» **Aim of the exercise**:
Your response should be every line from the entries that includes the string "source".

» **Stored items**:
######
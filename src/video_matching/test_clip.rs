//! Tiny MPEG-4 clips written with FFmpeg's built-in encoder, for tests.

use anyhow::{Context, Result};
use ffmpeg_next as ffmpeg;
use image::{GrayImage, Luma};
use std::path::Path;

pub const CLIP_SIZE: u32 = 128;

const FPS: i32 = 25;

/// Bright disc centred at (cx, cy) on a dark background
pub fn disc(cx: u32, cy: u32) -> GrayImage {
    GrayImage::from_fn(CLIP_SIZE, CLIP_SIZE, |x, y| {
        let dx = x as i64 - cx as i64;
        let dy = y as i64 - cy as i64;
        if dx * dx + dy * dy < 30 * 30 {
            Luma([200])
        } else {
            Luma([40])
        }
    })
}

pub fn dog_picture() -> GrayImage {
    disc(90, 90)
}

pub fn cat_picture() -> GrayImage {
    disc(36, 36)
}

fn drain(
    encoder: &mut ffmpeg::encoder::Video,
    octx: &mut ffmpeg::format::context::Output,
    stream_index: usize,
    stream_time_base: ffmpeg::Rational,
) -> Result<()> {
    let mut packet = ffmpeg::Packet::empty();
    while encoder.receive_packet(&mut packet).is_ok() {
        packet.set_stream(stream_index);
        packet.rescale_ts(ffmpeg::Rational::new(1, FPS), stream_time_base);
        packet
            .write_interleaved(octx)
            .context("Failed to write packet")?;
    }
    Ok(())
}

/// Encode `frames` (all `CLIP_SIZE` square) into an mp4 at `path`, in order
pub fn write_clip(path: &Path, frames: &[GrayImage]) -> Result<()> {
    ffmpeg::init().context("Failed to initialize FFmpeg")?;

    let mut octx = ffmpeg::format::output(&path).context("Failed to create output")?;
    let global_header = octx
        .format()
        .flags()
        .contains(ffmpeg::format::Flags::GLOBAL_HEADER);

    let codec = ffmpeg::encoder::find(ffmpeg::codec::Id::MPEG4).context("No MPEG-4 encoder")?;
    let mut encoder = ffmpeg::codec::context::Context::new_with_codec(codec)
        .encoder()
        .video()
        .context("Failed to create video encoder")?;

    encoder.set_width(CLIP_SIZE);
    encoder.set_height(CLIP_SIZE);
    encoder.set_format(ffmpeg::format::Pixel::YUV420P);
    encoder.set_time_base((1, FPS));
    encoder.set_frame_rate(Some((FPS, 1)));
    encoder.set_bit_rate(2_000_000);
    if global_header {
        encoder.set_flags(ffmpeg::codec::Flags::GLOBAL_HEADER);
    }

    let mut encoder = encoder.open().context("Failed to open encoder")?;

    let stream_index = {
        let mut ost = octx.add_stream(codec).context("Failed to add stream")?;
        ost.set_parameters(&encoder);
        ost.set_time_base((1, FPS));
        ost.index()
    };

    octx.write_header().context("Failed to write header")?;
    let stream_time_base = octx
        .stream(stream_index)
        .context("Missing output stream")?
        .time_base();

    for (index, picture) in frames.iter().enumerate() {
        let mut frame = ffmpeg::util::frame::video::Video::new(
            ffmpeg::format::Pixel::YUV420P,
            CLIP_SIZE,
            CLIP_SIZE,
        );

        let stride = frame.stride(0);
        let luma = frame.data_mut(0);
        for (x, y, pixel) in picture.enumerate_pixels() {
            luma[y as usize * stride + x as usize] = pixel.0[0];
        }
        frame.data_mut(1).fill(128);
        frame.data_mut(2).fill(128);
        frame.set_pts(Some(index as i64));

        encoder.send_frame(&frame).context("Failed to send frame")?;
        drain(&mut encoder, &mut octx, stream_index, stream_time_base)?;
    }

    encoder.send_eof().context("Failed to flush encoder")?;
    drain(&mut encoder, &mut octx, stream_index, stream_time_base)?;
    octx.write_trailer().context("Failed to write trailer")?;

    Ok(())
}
######
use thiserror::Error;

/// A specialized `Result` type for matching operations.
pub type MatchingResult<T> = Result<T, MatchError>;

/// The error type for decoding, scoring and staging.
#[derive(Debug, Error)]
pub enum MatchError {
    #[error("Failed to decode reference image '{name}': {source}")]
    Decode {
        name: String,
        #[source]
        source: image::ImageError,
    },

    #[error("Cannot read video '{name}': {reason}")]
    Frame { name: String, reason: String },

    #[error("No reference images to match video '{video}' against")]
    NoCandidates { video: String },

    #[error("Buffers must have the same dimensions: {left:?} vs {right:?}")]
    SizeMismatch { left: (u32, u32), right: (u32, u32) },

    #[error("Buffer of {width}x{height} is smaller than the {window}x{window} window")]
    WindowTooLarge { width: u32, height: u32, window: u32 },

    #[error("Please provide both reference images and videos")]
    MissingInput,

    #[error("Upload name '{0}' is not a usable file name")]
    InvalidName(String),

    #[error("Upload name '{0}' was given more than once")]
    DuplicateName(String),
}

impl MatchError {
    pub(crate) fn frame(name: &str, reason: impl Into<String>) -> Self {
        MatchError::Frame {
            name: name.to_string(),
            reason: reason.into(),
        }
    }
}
######
» **Result below**:
    #[error("Failed to decode reference image '{name}': {source}")]
        #[source]
        source: image::ImageError,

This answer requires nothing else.